Macron et Conte devant l'Elysée

Aujourd’hui, le discours dominant quant à la situation politique planétaire soutient qu’il y a essentiellement deux forces qui s’affrontent dans le monde. Le conflit entre “populistes” et “libéraux”, en ce qui concerne la gestion de la crise structurelle du capitalisme contemporain, est de ce point de vue clairement perceptible aux quatre coins du globe : de l’élection de Donald Trump contre la candidate “démocrate” Hillary Clinton à celle plus récente du nostalgique de la dictature militaire Jair Bolsonaro au Brésil. La grande bourgeoisie libérale ayant monopolisé les échiquiers politiques durant des décennies assiste à la montée en puissance d’un patronat encore plus réactionnaire dont le but, en fomentant les nationalismes, est de s’opposer à la concurrence productive inter-étatique.

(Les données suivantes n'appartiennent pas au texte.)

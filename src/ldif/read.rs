use std::borrow::Cow;

use base64::Engine;
use thiserror::Error;
use tracing::debug;

use crate::entry::Entry;


/// One content record of an LDIF file.
#[derive(Clone, Debug, Eq, PartialEq)]
pub struct LdifRecord {
    pub dn: String,
    pub entry: Entry,
}


#[derive(Debug, Error)]
pub enum LdifError {
    #[error("record {record}: line is missing a colon: {line:?}")]
    MissingColon { record: usize, line: String },

    #[error("record {record}: invalid base64 value for {attribute:?}")]
    InvalidBase64 {
        record: usize,
        attribute: String,
        #[source] source: base64::DecodeError,
    },

    #[error("record {record}: URL value for {attribute:?} is not supported")]
    UrlValue { record: usize, attribute: String },

    #[error("record {record}: does not start with a \"dn\" line")]
    MissingDn { record: usize },

    #[error("record {record}: more than one \"dn\" line")]
    DuplicateDn { record: usize },

    #[error("record {record}: DN is not valid UTF-8")]
    DnNotUtf8 { record: usize },

    #[error("record {record}: change records are not supported")]
    ChangeRecord { record: usize },
}
impl LdifError {
    /// The 1-based number of the offending record.
    pub fn record(&self) -> usize {
        match self {
            Self::MissingColon { record, .. } => *record,
            Self::InvalidBase64 { record, .. } => *record,
            Self::UrlValue { record, .. } => *record,
            Self::MissingDn { record } => *record,
            Self::DuplicateDn { record } => *record,
            Self::DnNotUtf8 { record } => *record,
            Self::ChangeRecord { record } => *record,
        }
    }
}


fn normalize_newlines<'a>(ldif: &'a str) -> Cow<'a, str> {
    if ldif.contains("\r\n") {
        Cow::Owned(ldif.replace("\r\n", "\n"))
    } else {
        Cow::Borrowed(ldif)
    }
}

fn join_continuations<'a>(ldif: &'a str) -> Cow<'a, str> {
    if ldif.contains("\n ") {
        Cow::Owned(ldif.replace("\n ", ""))
    } else {
        Cow::Borrowed(ldif)
    }
}

fn strip_comments<'a>(ldif: &'a str) -> Cow<'a, str> {
    if ldif.starts_with('#') || ldif.contains("\n#") {
        let uncommented: Vec<&str> = ldif.split('\n')
            .filter(|ln| !ln.starts_with('#'))
            .collect();
        Cow::Owned(uncommented.join("\n"))
    } else {
        Cow::Borrowed(ldif)
    }
}

fn strip_version<'a>(ldif: &'a str) -> &'a str {
    let trimmed = ldif.trim_start_matches('\n');
    match trimmed.split_once('\n') {
        Some((first_line, rest)) if is_version_line(first_line) => rest,
        None if is_version_line(trimmed) => "",
        _ => trimmed,
    }
}

fn is_version_line(line: &str) -> bool {
    line.split_once(':')
        .map(|(key, _)| key.eq_ignore_ascii_case("version"))
        .unwrap_or(false)
}

fn cut_str_to_max(s: &str, mut max_bytes: usize) -> &str {
    if s.len() <= max_bytes {
        return s;
    }
    while !s.is_char_boundary(max_bytes) {
        max_bytes -= 1;
    }
    &s[0..max_bytes]
}


/// Decodes the value part of an LDIF line (everything after the first
/// colon).
fn decode_value(record: usize, attribute: &str, rest: &str) -> Result<Vec<u8>, LdifError> {
    if let Some(base64_str) = rest.strip_prefix(':') {
        // base64; strip off additional spaces
        let base64_str = base64_str.trim_matches(' ');
        base64::engine::general_purpose::STANDARD.decode(base64_str)
            .map_err(|source| LdifError::InvalidBase64 {
                record,
                attribute: attribute.to_owned(),
                source,
            })
    } else if rest.starts_with('<') {
        Err(LdifError::UrlValue { record, attribute: attribute.to_owned() })
    } else {
        // plain (possibly empty); only the separating spaces go
        Ok(rest.trim_start_matches(' ').as_bytes().to_vec())
    }
}


/// Parses LDIF content records.
///
/// Repeated attribute lines append to the attribute's values, which keep
/// their order from the file.
pub fn parse_ldif(ldif: &str) -> Result<Vec<LdifRecord>, LdifError> {
    // normalize LDIF
    let normalized = normalize_newlines(ldif);
    let joined = join_continuations(&normalized);
    let stripped = strip_comments(&joined);
    let content = strip_version(&stripped);

    // records are separated by one or more empty lines
    let mut records = Vec::new();
    let mut current_lines: Vec<&str> = Vec::new();
    for line in content.split('\n') {
        if line.len() > 0 {
            current_lines.push(line);
            continue;
        }
        if current_lines.len() > 0 {
            let record = parse_record(records.len() + 1, &current_lines)?;
            records.push(record);
            current_lines.clear();
        }
    }
    if current_lines.len() > 0 {
        let record = parse_record(records.len() + 1, &current_lines)?;
        records.push(record);
    }

    Ok(records)
}

fn parse_record(record_number: usize, lines: &[&str]) -> Result<LdifRecord, LdifError> {
    let mut dn = None;
    let mut entry = Entry::new();

    for line in lines {
        // split at the attribute name
        let Some((key, rest)) = line.split_once(':') else {
            return Err(LdifError::MissingColon {
                record: record_number,
                line: cut_str_to_max(line, 64).to_owned(),
            });
        };
        let value = decode_value(record_number, key, rest)?;

        if key.eq_ignore_ascii_case("dn") {
            if dn.is_some() {
                return Err(LdifError::DuplicateDn { record: record_number });
            }
            let dn_string = String::from_utf8(value)
                .map_err(|_| LdifError::DnNotUtf8 { record: record_number })?;
            dn = Some(dn_string);
            continue;
        }
        if dn.is_none() {
            return Err(LdifError::MissingDn { record: record_number });
        }
        if key.eq_ignore_ascii_case("changetype") {
            return Err(LdifError::ChangeRecord { record: record_number });
        }

        entry.push_value(key, value);
    }

    let dn = dn.ok_or(LdifError::MissingDn { record: record_number })?;
    debug!(record = record_number, %dn, attributes = entry.len(), "parsed LDIF record");
    Ok(LdifRecord { dn, entry })
}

En Europe, surtout après le référendum pour le Brexit de juin 2016, ce clivage se traduit souvent par l’opposition entre la fraction européiste, généralement issue des partis de centre-droit ou de gauche modérée, et ce que le système désigne comme “les extrêmes” à tendance souverainiste.

Au cours des derniers mois, la tension progressive des rapports diplomatiques entre deux des plus grandes puissances européennes, l’Italie et la France, traditionnellement alliées, a occupé les unes des journaux pendant plusieurs semaines. À partir de l’été 2018, ces deux pays, incarnés essentiellement par le président Emmanuel Macron et le ministre de l’Intérieur Matteo Salvini (qui, sans être premier ministre, est certainement la figure la plus médiatique du gouvernement de coalition Ligue du Nord – Mouvement 5 Étoiles), n’ont pas cessé de s’affronter, à la télévision comme sur les réseaux sociaux.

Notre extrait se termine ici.